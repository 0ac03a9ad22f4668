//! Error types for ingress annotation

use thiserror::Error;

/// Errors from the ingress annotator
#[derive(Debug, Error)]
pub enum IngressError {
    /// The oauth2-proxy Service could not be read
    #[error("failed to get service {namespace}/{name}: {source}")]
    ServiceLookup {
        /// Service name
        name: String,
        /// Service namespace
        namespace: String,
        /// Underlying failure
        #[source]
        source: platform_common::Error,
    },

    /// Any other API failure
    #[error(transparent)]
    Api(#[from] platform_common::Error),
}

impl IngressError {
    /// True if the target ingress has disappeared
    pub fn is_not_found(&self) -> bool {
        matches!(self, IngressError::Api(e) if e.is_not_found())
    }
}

==

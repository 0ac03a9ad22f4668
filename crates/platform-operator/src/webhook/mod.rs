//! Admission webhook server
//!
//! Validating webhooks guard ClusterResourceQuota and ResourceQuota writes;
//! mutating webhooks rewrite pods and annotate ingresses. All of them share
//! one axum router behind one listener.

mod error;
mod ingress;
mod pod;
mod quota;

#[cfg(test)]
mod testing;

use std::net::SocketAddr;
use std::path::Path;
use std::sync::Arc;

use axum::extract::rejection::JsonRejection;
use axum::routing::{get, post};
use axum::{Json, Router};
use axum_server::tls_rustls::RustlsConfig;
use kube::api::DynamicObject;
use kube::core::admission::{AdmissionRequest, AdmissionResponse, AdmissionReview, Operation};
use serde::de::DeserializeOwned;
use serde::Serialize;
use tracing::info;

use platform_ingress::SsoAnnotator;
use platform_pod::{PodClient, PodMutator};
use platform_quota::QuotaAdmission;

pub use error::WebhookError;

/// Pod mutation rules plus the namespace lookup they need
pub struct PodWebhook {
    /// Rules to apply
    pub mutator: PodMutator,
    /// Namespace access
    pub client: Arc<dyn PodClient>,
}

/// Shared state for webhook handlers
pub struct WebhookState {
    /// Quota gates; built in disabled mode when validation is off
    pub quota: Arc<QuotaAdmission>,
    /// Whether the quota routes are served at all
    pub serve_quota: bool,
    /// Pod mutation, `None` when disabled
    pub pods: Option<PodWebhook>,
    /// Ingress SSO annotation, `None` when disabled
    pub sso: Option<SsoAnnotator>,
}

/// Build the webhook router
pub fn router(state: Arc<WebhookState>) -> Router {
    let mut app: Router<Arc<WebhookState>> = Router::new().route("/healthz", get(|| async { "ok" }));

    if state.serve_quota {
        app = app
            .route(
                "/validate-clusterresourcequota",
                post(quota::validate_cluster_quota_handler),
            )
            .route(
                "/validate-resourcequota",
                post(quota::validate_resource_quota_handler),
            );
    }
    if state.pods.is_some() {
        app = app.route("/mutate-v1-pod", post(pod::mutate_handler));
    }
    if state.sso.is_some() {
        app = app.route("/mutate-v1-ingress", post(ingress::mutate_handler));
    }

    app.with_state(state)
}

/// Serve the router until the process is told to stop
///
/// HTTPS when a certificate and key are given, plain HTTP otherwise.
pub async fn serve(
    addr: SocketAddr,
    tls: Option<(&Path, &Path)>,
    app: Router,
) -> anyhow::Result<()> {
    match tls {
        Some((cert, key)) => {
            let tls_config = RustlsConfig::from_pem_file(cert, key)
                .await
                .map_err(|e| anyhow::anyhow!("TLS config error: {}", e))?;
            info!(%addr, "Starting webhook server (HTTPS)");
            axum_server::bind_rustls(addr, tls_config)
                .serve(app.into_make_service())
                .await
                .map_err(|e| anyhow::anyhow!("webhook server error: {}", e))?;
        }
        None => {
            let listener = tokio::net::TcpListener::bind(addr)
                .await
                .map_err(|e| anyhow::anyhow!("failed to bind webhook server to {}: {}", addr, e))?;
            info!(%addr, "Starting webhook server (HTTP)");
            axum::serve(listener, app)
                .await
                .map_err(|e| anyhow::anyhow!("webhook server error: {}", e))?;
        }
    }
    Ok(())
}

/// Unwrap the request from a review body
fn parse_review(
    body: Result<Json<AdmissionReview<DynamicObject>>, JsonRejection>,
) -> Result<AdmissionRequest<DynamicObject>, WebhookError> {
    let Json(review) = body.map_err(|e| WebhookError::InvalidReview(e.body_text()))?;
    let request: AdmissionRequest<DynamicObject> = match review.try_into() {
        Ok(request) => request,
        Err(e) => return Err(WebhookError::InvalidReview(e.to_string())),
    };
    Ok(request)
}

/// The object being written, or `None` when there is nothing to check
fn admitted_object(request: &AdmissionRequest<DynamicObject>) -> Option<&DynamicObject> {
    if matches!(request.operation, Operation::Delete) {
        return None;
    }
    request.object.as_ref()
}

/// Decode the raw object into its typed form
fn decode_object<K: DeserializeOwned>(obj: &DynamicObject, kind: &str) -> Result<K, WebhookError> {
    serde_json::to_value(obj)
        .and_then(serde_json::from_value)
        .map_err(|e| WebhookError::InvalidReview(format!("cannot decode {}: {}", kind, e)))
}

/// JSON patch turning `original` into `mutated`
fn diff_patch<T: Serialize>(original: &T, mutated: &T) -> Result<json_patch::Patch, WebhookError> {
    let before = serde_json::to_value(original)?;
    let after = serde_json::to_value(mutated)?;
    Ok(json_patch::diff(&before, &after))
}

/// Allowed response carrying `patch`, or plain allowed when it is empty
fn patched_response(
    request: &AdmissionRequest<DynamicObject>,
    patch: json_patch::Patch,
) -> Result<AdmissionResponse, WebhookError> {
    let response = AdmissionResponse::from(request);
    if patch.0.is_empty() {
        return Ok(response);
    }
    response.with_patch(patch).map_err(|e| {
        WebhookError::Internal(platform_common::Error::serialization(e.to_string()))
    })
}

• [PROBLEM TO WORK ON]: Your answer should consist solely of the lines above from the line with "let listener = tokio::net::TcpListener::bind(addr)" to the line with "nothing to check", both included, reproduced exactly.

• [ANSWER SECTION]:
            let listener = tokio::net::TcpListener::bind(addr)
                .await
                .map_err(|e| anyhow::anyhow!("failed to bind webhook server to {}: {}", addr, e))?;
            info!(%addr, "Starting webhook server (HTTP)");
            axum::serve(listener, app)
                .await
                .map_err(|e| anyhow::anyhow!("webhook server error: {}", e))?;
        }
    }
    Ok(())
}

/// Unwrap the request from a review body
fn parse_review(
    body: Result<Json<AdmissionReview<DynamicObject>>, JsonRejection>,
) -> Result<AdmissionRequest<DynamicObject>, WebhookError> {
    let Json(review) = body.map_err(|e| WebhookError::InvalidReview(e.body_text()))?;
    let request: AdmissionRequest<DynamicObject> = match review.try_into() {
        Ok(request) => request,
        Err(e) => return Err(WebhookError::InvalidReview(e.to_string())),
    };
    Ok(request)
}

/// The object being written, or `None` when there is nothing to check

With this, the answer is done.